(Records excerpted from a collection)
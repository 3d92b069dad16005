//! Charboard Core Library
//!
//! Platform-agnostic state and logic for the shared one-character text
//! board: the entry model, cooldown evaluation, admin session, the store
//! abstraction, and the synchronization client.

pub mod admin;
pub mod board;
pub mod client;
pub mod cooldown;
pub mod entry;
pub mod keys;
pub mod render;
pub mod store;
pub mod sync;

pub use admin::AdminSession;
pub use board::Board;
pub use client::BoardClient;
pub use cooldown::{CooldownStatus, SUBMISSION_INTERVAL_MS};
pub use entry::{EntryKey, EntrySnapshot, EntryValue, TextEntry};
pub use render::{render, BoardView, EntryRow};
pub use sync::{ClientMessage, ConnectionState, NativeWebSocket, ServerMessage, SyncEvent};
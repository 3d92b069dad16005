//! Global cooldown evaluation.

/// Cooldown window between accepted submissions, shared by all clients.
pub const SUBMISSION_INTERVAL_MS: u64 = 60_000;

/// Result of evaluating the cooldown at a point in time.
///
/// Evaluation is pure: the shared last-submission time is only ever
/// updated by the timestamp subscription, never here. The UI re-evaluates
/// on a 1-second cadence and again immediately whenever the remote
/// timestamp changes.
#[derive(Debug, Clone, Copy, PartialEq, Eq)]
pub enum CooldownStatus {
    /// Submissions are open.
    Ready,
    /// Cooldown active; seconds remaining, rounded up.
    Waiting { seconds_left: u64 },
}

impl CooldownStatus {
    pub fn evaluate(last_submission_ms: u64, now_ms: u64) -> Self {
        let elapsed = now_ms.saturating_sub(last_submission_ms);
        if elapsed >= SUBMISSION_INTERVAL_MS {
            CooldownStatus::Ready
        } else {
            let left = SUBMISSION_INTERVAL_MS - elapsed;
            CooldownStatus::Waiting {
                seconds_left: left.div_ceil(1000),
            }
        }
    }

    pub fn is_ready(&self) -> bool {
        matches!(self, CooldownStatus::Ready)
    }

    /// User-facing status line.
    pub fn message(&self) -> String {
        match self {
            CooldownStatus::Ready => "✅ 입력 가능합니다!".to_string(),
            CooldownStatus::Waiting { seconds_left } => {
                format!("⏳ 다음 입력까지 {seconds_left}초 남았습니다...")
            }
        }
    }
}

**WHAT THE EXERCISE ASKS:** For each record above, give it again without a single change.

**ANSWER SPACE:**
repository 3d92b069dad16005
//! Charboard Core Library
//!
//! Platform-agnostic state and logic for the shared one-character text
//! board: the entry model, cooldown evaluation, admin session, the store
//! abstraction, and the synchronization client.

pub mod admin;
pub mod board;
pub mod client;
pub mod cooldown;
pub mod entry;
pub mod keys;
pub mod render;
pub mod store;
pub mod sync;

pub use admin::AdminSession;
pub use board::Board;
pub use client::BoardClient;
pub use cooldown::{CooldownStatus, SUBMISSION_INTERVAL_MS};
pub use entry::{EntryKey, EntrySnapshot, EntryValue, TextEntry};
pub use render::{render, BoardView, EntryRow};
pub use sync::{ClientMessage, ConnectionState, NativeWebSocket, ServerMessage, SyncEvent};
repository 3d92b069dad16005
//! Global cooldown evaluation.

/// Cooldown window between accepted submissions, shared by all clients.
pub const SUBMISSION_INTERVAL_MS: u64 = 60_000;

/// Result of evaluating the cooldown at a point in time.
///
/// Evaluation is pure: the shared last-submission time is only ever
/// updated by the timestamp subscription, never here. The UI re-evaluates
/// on a 1-second cadence and again immediately whenever the remote
/// timestamp changes.
#[derive(Debug, Clone, Copy, PartialEq, Eq)]
pub enum CooldownStatus {
    /// Submissions are open.
    Ready,
    /// Cooldown active; seconds remaining, rounded up.
    Waiting { seconds_left: u64 },
}

impl CooldownStatus {
    pub fn evaluate(last_submission_ms: u64, now_ms: u64) -> Self {
        let elapsed = now_ms.saturating_sub(last_submission_ms);
        if elapsed >= SUBMISSION_INTERVAL_MS {
            CooldownStatus::Ready
        } else {
            let left = SUBMISSION_INTERVAL_MS - elapsed;
            CooldownStatus::Waiting {
                seconds_left: left.div_ceil(1000),
            }
        }
    }

    pub fn is_ready(&self) -> bool {
        matches!(self, CooldownStatus::Ready)
    }

    /// User-facing status line.
    pub fn message(&self) -> String {
        match self {
            CooldownStatus::Ready => "✅ 입력 가능합니다!".to_string(),
            CooldownStatus::Waiting { seconds_left } => {
                format!("⏳ 다음 입력까지 {seconds_left}초 남았습니다...")
            }
        }
    }
}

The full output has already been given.